The issue is particularly poignant to the Hoangs because their interest in rhino conservation began in 2011, the same year the Javan rhino was declared extinct in his home country, Vietnam. But Rhinoceros Horn LLC, which had launched with significant investor interest, went under in 2016. Oddly enough, opposition to the venture came mainly from conservationists.

“They saw us as undoing the work that they've been doing and the programs that they've had going,” Hoang said. “So there was just no room for us in their work and their solution.”

More specifically, conservationists are worried that fake rhino horn or keratin will only make the real thing more valuable to the type of idiot who would ingest it in the first place, or that some other unintended consequence will undo the good intentions. That would be bad news for the already endangered species.

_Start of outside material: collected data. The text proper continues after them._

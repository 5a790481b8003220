//! The interactive grid document.
//!
//! # Output Format
//!
//! ```json
//! {"keys":["","lake"],"data":{"lake":{"name":"Tahoe"}},"grid":["  !!","  !!"]}
//! ```
//!
//! - `keys`: key text per allocated codepoint, `""` for the background
//! - `data`: attribute object per feature key, background excluded
//! - `grid`: one string per sampled row, one character per resolvable sample
//!
//! Besides serialization, [`UtfGrid`] can answer hit-test queries the way a
//! map client would: decode the character under a cell back into its key.

use crate::codepoint::index_for_codepoint;
use serde::{Deserialize, Serialize};
use thiserror::Error;

/// Error type for reading grid documents
#[derive(Debug, Error)]
pub enum DecodeError {
    /// The document is not valid JSON or lacks a member
    #[error("invalid grid document: {0}")]
    Parse(#[from] serde_json::Error),
    /// A row holds a character that no key could have been assigned
    #[error("row {row} column {column}: character U+{codepoint:04X} is not a key codepoint")]
    InvalidCodepoint { row: usize, column: usize, codepoint: u32 },
    /// A row references a key index past the end of `keys`
    #[error("row {row} column {column}: key index {index} out of range ({len} keys)")]
    KeyOutOfRange { row: usize, column: usize, index: usize, len: usize },
}

/// An encoded interactive grid.
#[derive(Debug, Clone, Default, PartialEq, Serialize, Deserialize)]
pub struct UtfGrid {
    pub keys: Vec<String>,
    pub data: serde_json::Map<String, serde_json::Value>,
    pub grid: Vec<String>,
}

/// Result of a hit-test.
#[derive(Debug, Clone, PartialEq)]
pub struct Hit<'a> {
    /// Key under the cell, `""` for background
    pub key: &'a str,
    /// Attributes of the feature, if it has any
    pub data: Option<&'a serde_json::Value>,
}

impl Hit<'_> {
    pub fn is_background(&self) -> bool {
        self.key.is_empty()
    }
}

impl UtfGrid {
    /// Serialize to compact JSON.
    pub fn to_json(&self) -> Result<String, serde_json::Error> {
        serde_json::to_string(self)
    }

    /// Serialize to indented JSON.
    pub fn to_json_pretty(&self) -> Result<String, serde_json::Error> {
        serde_json::to_string_pretty(self)
    }

    /// Parse a grid document.
    pub fn from_json(json: &str) -> Result<Self, DecodeError> {
        Ok(serde_json::from_str(json)?)
    }

    /// Number of encoded rows.
    pub fn rows(&self) -> usize {
        self.grid.len()
    }

    /// Hit-test the cell at `column` of encoded row `row`.
    ///
    /// Returns `None` outside the grid or when the character does not map to
    /// a key. Columns count characters, so they line up with pixels only when
    /// every sample in the row resolved to a key.
    pub fn lookup(&self, column: usize, row: usize) -> Option<Hit<'_>> {
        let ch = self.grid.get(row)?.chars().nth(column)?;
        let key = self.keys.get(index_for_codepoint(ch)?)?.as_str();
        Some(Hit { key, data: self.data.get(key) })
    }

    /// Hit-test pixel `(x, y)` of a grid encoded at `resolution`.
    pub fn lookup_pixel(&self, x: u32, y: u32, resolution: u32) -> Option<Hit<'_>> {
        if resolution == 0 {
            return None;
        }
        self.lookup((x / resolution) as usize, (y / resolution) as usize)
    }

    /// Check that every character in every row decodes to a listed key.
    pub fn validate(&self) -> Result<(), DecodeError> {
        let len = self.keys.len();
        for (row, line) in self.grid.iter().enumerate() {
            for (column, ch) in line.chars().enumerate() {
                let index = index_for_codepoint(ch).ok_or(DecodeError::InvalidCodepoint {
                    row,
                    column,
                    codepoint: ch as u32,
                })?;
                if index >= len {
                    return Err(DecodeError::KeyOutOfRange { row, column, index, len });
                }
            }
        }
        Ok(())
    }
}
//! utfgrid - Interactive grid encoding for pixel-level feature hit-testing
//!
//! This library provides functionality to:
//! - Encode a raster of feature-reference ids into a compact UTF-8 grid plus
//!   a deduplicated feature attribute table, packaged as one JSON document
//! - Load grid snapshots from JSON/JSON5 scene files and PNG label images
//! - Hit-test encoded grids the way a map client does

pub mod cli;
pub mod codepoint;
pub mod config;
pub mod encoder;
pub mod export;
pub mod grid;
pub mod import;
pub mod models;
pub mod parser;
pub mod utfgrid;

#[cfg(feature = "wasm")]
pub mod wasm;

pub use encoder::{encode, grid_to_json, EncodeError, EncodeOptions};
pub use grid::{GridBuffer, GridView, ResolvedKey, BASE_ID};
pub use utfgrid::UtfGrid;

“If you want us to experiment on this technology, do it with another species that's not going to be wiped out within five years if it goes wrong,” says John Baker, the chief program officer of the conservation group WildAid. “You have no room for error.”

So the Big Idea appears to be dead in the water. The two other companies vying to Pembient and Ceratotech are struggling to stay afloat as investors have gone awol.

As for the rhinoceros, about 27,000 are left in the world. A hundred years ago there were half a million, but poaching and habitat loss have decimated the populations. International trade of rhino horn has been banned since 1977, but hundreds are still killed in Africa every year.

The Hoang brothers are out of business for the moment but have hung on to their synthesized keratin, just in case there’s a future market for the stuff. “I learned it's not easy to try to make the world better,” Hoang says. “The question as to why that is, everyone needs to find that answer on their own.”